[INFORMATION GIVEN]:
========

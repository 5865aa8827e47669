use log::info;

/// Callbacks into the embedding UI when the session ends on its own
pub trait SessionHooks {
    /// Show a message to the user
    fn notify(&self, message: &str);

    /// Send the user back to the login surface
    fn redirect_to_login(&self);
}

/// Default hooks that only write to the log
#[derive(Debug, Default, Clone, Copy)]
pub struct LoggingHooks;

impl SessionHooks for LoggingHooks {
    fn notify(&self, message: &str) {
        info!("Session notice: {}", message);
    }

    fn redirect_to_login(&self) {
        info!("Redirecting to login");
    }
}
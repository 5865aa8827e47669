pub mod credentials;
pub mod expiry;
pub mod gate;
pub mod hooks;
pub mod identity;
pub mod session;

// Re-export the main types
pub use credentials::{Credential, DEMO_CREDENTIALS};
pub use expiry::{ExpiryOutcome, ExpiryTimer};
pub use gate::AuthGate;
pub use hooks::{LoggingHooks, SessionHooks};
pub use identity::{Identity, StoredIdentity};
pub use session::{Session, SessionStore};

========

[AIM OF THE EXERCISE]: Look over the listing above and copy each line that contains "message".

[SOLUTION BELOW]:
    /// Show a message to the user
    fn notify(&self, message: &str);
    fn notify(&self, message: &str) {
        info!("Session notice: {}", message);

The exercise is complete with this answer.